■ **What needs to be done**
Where a line in the listing contains the string "HashSpec", copy that line out.
======== Dataset excerpts ========
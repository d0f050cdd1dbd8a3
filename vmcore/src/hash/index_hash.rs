//! `IndexHash`: string keys compared by identity first, content second, an
//! inline `u32` index into a caller-owned side array as the value (§4.3).
//!
//! Two handles naming distinct interned copies of the same text must still
//! collide, so equality falls back to a grapheme-length check followed by a
//! full grapheme comparison through [`StringHost`] whenever identity misses.

use crate::{
    error::oops,
    hash::robinhood::{HashSpec, RobinHood, Slot},
    host::{StrHandle, StringHost},
};

#[derive(Debug, Clone, Copy)]
struct Entry {
    key: Option<StrHandle>,
    hash: u64,
    value: u32,
}

impl Default for Entry {
    fn default() -> Self {
        Self { key: None, hash: 0, value: 0 }
    }
}

struct Spec;

impl HashSpec for Spec {
    type Key = StrHandle;
    type Entry = Entry;
    type Host<'h> = dyn StringHost + 'h;

    const INITIAL_CAPACITY: usize = 8;
    const MAX_PROBE_DISTANCE: u8 = 255;
    const HASH_WIDTH_BITS: u32 = 64;

    #[inline]
    fn hash<'h>(host: &'h (dyn StringHost + 'h), key: StrHandle) -> u64 {
        host.hash_code(key)
    }

    fn key_eq<'h>(host: &'h (dyn StringHost + 'h), entry: &Entry, key: StrHandle) -> bool {
        let ekey = entry.key.expect("live entry missing key");
        if ekey == key {
            return true;
        }
        if entry.hash != host.hash_code(key) {
            return false;
        }
        let len = host.graphemes(ekey);
        if len != host.graphemes(key) {
            return false;
        }
        host.substrings_equal(ekey, 0, len, key, 0)
    }

    #[inline]
    fn key_of(entry: &Entry) -> StrHandle {
        entry.key.expect("live entry missing key")
    }
}

/// String-identity-or-content keyed hash table, used to intern a string into
/// a stable small index (e.g. an attribute or callsite index) without
/// duplicating equal strings owned by different handles.
pub struct IndexHash {
    engine: RobinHood<Spec>,
}

impl IndexHash {
    pub fn build() -> Self {
        Self { engine: RobinHood::build() }
    }

    pub fn len(&self) -> usize {
        self.engine.len() as usize
    }

    pub fn is_empty(&self) -> bool {
        self.len() == 0
    }

    pub fn official_size(&self) -> usize {
        self.engine.official_size() as usize
    }

    /// Returns the index previously associated with `key`, or `None` on a miss.
    pub fn fetch(&self, host: &dyn StringHost, key: StrHandle) -> Option<u32> {
        self.fetch_nocheck(host, key)
    }

    /// Like [`fetch`](Self::fetch), skipping the "has this table ever been
    /// built" guard the reference engine needs for its lazily-allocated
    /// tables. This crate's tables are always built at construction, so the
    /// two are identical here; kept as a distinct entry point for parity
    /// with the source's `_nocheck` sibling.
    pub fn fetch_nocheck(&self, host: &dyn StringHost, key: StrHandle) -> Option<u32> {
        self.engine.fetch(host, key).map(|e| e.value)
    }

    /// Associate `key` with `value`. Panics with `InsertConflict` if `key`
    /// already maps to a different index (§7), matching `PtrHash::insert`.
    pub fn insert(&mut self, host: &dyn StringHost, key: StrHandle, value: u32) {
        match self.engine.lvalue_fetch(host, key) {
            Slot::Vacant(e) => {
                e.key = Some(key);
                e.hash = host.hash_code(key);
                e.value = value;
            }
            Slot::Occupied(e) => {
                if e.value != value {
                    oops!("insert conflict: key already maps to index {}, got {value}", e.value);
                }
            }
        }
    }

    /// Fetch the existing index for `key`, or claim the next one via
    /// `next_value` and insert it. The common "intern or assign a fresh
    /// index" pattern.
    pub fn fetch_or_insert_with(&mut self, host: &dyn StringHost, key: StrHandle, next_value: impl FnOnce() -> u32) -> u32 {
        match self.engine.lvalue_fetch(host, key) {
            Slot::Occupied(e) => e.value,
            Slot::Vacant(e) => {
                let value = next_value();
                e.key = Some(key);
                e.hash = host.hash_code(key);
                e.value = value;
                value
            }
        }
    }

    /// Duplicate the whole table verbatim (§4.1). No pointer fixups are
    /// needed since every stored handle is already opaque to this crate.
    pub fn shallow_copy(&self) -> Self {
        Self { engine: self.engine.shallow_copy() }
    }
}

impl Clone for IndexHash {
    fn clone(&self) -> Self {
        self.shallow_copy()
    }
}

impl Default for IndexHash {
    fn default() -> Self {
        Self::build()
    }
}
========
■ **Response**
    hash::robinhood::{HashSpec, RobinHood, Slot},
impl HashSpec for Spec {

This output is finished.